オーディオ世界の一流品(ステレオサウンド創刊100号記念別冊・1991年秋発行)
「世界の一流品 アンプリファイアー篇」より

 ラックスマンは、伝統のラックス・ブランドを継承するクォリティ・プロダクツにつけられる名称である。普及品にはアルパイン/ラックスマンというブランドが使われる。メーカーはどちらもラックス株式会社だ。錦水堂がラックス・ブランドでラジオを発売したのがこのメーカーの起源とすれば、実に76年の歴史をもつ老舗である。世界的にオーディオブランドの伝統的な名門といえるであろう。現在の社長である早川斉氏で3代目の世襲である。高周波チューナーからスタートしたが、その後のラックスは、トランス、高級アンプリファイアーなどオーディオプロダクツの専門メーカーとして定着した。現在の製品をみても、オーディオアンプにはマニア気質の強い主張と情熱が感じられてうれしい。〝こだわり〟のラックスマンとして本当にオーディオを愛する人から信頼され支持されているメーカーだ。こうした姿勢が現在のオーディオ界には最も大切であり、マニアの夢を満たしてくれる製品が誕生する背景として必須の条件ともいえるフィロソフィである。多くの日本のメーカーはこのところ、このようなフィロソフィから転向してしまった結果、今日のオーディオ不況を生み出したのである。過去20〜30年の経済発展に伴うマスプロ・マスセールのフィロソフィが今揺らぎ始めている。

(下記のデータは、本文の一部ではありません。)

use std::{error::Error, fmt, io};

use comms::Partition;
use knn::KnnErr;

/// The worker module's result type.
pub type Result<T> = std::result::Result<T, WorkerErr>;

/// Worker runtime failures.
#[derive(Debug)]
pub enum WorkerErr {
    Io(io::Error),
    Knn(KnnErr),
    PartitionOutOfRange {
        partition: Partition,
        count: usize,
    },
    Panicked(String),
}

impl fmt::Display for WorkerErr {
    fn fmt(&self, f: &mut fmt::Formatter<'_>) -> fmt::Result {
        match self {
            WorkerErr::Io(e) => write!(f, "io error: {e}"),
            WorkerErr::Knn(e) => write!(f, "classification failed: {e}"),
            WorkerErr::PartitionOutOfRange { partition, count } => write!(
                f,
                "partition {}..{} is out of bounds for a test set of {count} items",
                partition.start,
                partition.end()
            ),
            WorkerErr::Panicked(msg) => write!(f, "classification task panicked: {msg}"),
        }
    }
}

impl Error for WorkerErr {
    fn source(&self) -> Option<&(dyn Error + 'static)> {
        match self {
            WorkerErr::Io(e) => Some(e),
            WorkerErr::Knn(e) => Some(e),
            _ => None,
        }
    }
}

impl From<io::Error> for WorkerErr {
    fn from(value: io::Error) -> Self {
        Self::Io(value)
    }
}

impl From<KnnErr> for WorkerErr {
    fn from(value: KnnErr) -> Self {
        Self::Knn(value)
    }
}

/// Boundary conversion for binaries / I/O APIs.
impl From<WorkerErr> for io::Error {
    fn from(value: WorkerErr) -> Self {
        match value {
            WorkerErr::Io(e) => e,
            other => io::Error::new(io::ErrorKind::InvalidData, other),
        }
    }
}
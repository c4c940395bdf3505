use std::{fmt, io, path::PathBuf};

use knn::KnnErr;

/// All errors that can end a classification run.
#[derive(Debug)]
pub enum OrchestratorError {
    /// Invalid configuration, caught before any worker is created.
    InvalidConfig(String),
    /// A dataset file could not be loaded.
    DatasetLoad { path: PathBuf, source: KnnErr },
    /// A worker could not be started.
    Spawn {
        worker_id: usize,
        source: io::Error,
    },
    /// The channel to a worker failed while the worker itself exited cleanly.
    ChannelFault {
        worker_id: usize,
        source: io::Error,
    },
    /// A worker ended without delivering its result.
    WorkerAbnormalTermination { worker_id: usize, reason: String },
}

impl fmt::Display for OrchestratorError {
    fn fmt(&self, f: &mut fmt::Formatter<'_>) -> fmt::Result {
        match self {
            Self::InvalidConfig(msg) => write!(f, "invalid config: {msg}"),
            Self::DatasetLoad { path, source } => {
                write!(f, "the data set in {} could not be loaded: {source}", path.display())
            }
            Self::Spawn { worker_id, source } => {
                write!(f, "failed to start worker {worker_id}: {source}")
            }
            Self::ChannelFault { worker_id, source } => {
                write!(f, "channel to worker {worker_id} failed: {source}")
            }
            Self::WorkerAbnormalTermination { worker_id, reason } => {
                write!(f, "worker {worker_id} terminated abnormally: {reason}")
            }
        }
    }
}

impl std::error::Error for OrchestratorError {
    fn source(&self) -> Option<&(dyn std::error::Error + 'static)> {
        match self {
            Self::DatasetLoad { source, .. } => Some(source),
            Self::Spawn { source, .. } => Some(source),
            Self::ChannelFault { source, .. } => Some(source),
            _ => None,
        }
    }
}
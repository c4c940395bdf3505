use std::{io, process::Stdio};

use comms::{OnoReceiver, OnoSender, Partition, WorkerResult};
use log::debug;
use tokio::{
    io::{AsyncRead, AsyncWrite},
    process::{Child, Command},
    task::JoinHandle,
};
use worker::Worker;

use crate::configs::{ProcessSpec, WORKER_ID_ENV};

type BoxedRead = Box<dyn AsyncRead + Unpin + Send>;
type BoxedWrite = Box<dyn AsyncWrite + Unpin + Send>;

/// Per-direction buffer of an in-process channel, it holds any protocol frame
/// so neither side ever waits on the other to send.
const CHANNEL_CAPACITY: usize = 64;

/// How the coordinator learns that a worker is gone.
enum Termination {
    Task(JoinHandle<worker::Result<WorkerResult>>),
    Process(Child),
}

/// The coordinator's side of one worker: its private channel and its termination status.
pub(crate) struct WorkerHandle {
    worker_id: usize,
    rx: Option<OnoReceiver<BoxedRead>>,
    tx: Option<OnoSender<BoxedWrite>>,
    termination: Termination,
}

impl WorkerHandle {
    /// Starts `worker` as a task connected through an in-memory pipe.
    pub(crate) fn spawn_task(worker_id: usize, worker: Worker) -> Self {
        let (coord, wk) = tokio::io::duplex(CHANNEL_CAPACITY);

        let (wk_rx, wk_tx) = tokio::io::split(wk);
        let (wk_rx, wk_tx) = comms::channel(wk_rx, wk_tx);
        let join = tokio::spawn(worker.run(wk_rx, wk_tx));

        let (rx, tx) = tokio::io::split(coord);
        Self::new(worker_id, Box::new(rx), Box::new(tx), Termination::Task(join))
    }

    /// Starts a worker process talking through its stdin and stdout.
    ///
    /// # Errors
    /// Returns an io error if the process could not be started.
    pub(crate) fn spawn_process(worker_id: usize, spec: &ProcessSpec) -> io::Result<Self> {
        let mut child = Command::new(&spec.program)
            .args(&spec.args)
            .env(WORKER_ID_ENV, worker_id.to_string())
            .stdin(Stdio::piped())
            .stdout(Stdio::piped())
            .stderr(Stdio::inherit())
            .kill_on_drop(true)
            .spawn()?;

        let stdin = child
            .stdin
            .take()
            .ok_or_else(|| io::Error::other("worker stdin was not captured"))?;
        let stdout = child
            .stdout
            .take()
            .ok_or_else(|| io::Error::other("worker stdout was not captured"))?;

        debug!(worker_id = worker_id, pid = child.id().unwrap_or_default(); "worker process started");
        Ok(Self::new(
            worker_id,
            Box::new(stdout),
            Box::new(stdin),
            Termination::Process(child),
        ))
    }

    fn new(worker_id: usize, rx: BoxedRead, tx: BoxedWrite, termination: Termination) -> Self {
        let (rx, tx) = comms::channel(rx, tx);
        Self {
            worker_id,
            rx: Some(rx),
            tx: Some(tx),
            termination,
        }
    }

    #[inline]
    pub(crate) fn worker_id(&self) -> usize {
        self.worker_id
    }

    /// Sends the worker its partition and closes the sending direction.
    pub(crate) async fn dispatch(&mut self, partition: Partition) -> io::Result<()> {
        let mut tx = self.tx.take().ok_or_else(|| already_used("partition"))?;
        tx.send(&partition).await?;
        tx.close().await
    }

    /// Waits for the worker's single result and releases the receiving direction.
    pub(crate) async fn collect(&mut self) -> io::Result<WorkerResult> {
        let mut rx = self.rx.take().ok_or_else(|| already_used("result"))?;
        rx.recv().await
    }

    /// Waits until the worker is gone.
    ///
    /// # Returns
    /// `Err` with a description when the worker failed, panicked or exited unsuccessfully.
    pub(crate) async fn wait(&mut self) -> Result<(), String> {
        match &mut self.termination {
            Termination::Task(join) => match join.await {
                Ok(Ok(_)) => Ok(()),
                Ok(Err(e)) => Err(e.to_string()),
                Err(e) => Err(e.to_string()),
            },
            Termination::Process(child) => match child.wait().await {
                Ok(status) if status.success() => Ok(()),
                Ok(status) => Err(format!("worker process {status}")),
                Err(e) => Err(format!("failed to wait for worker process: {e}")),
            },
        }
    }

    /// Stops the worker without waiting for it.
    ///
    /// A task worker stops at its next suspension point, a worker process is killed.
    pub(crate) fn abort(&mut self) {
        match &mut self.termination {
            Termination::Task(join) => join.abort(),
            Termination::Process(child) => {
                if let Err(e) = child.start_kill() {
                    debug!(worker_id = self.worker_id; "worker process not killed: {e}");
                }
            }
        }
    }
}

fn already_used(what: &str) -> io::Error {
    io::Error::other(format!("the {what} direction of this channel was already used"))
}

 この一流ブランドを冠せられたL570は、まさにプリメインアンプの一級品として光り輝く存在である。プリメインアンプという形態は本来かくあるべきものであったのだが、今や1台3万円の安物からあって、35万円のこの製品は最高級のランクである。ピュアA級の50W+50Wの品位の高い音の風情は、まさに本格オーディオの醍醐味を味わえる魅力の探みを感じさせるに十分である。鳴らすスピーカーには高能率のものを推めたいが、公称パワーよりドライブ力があってスピーカー負けがしない。情感が濃やかである。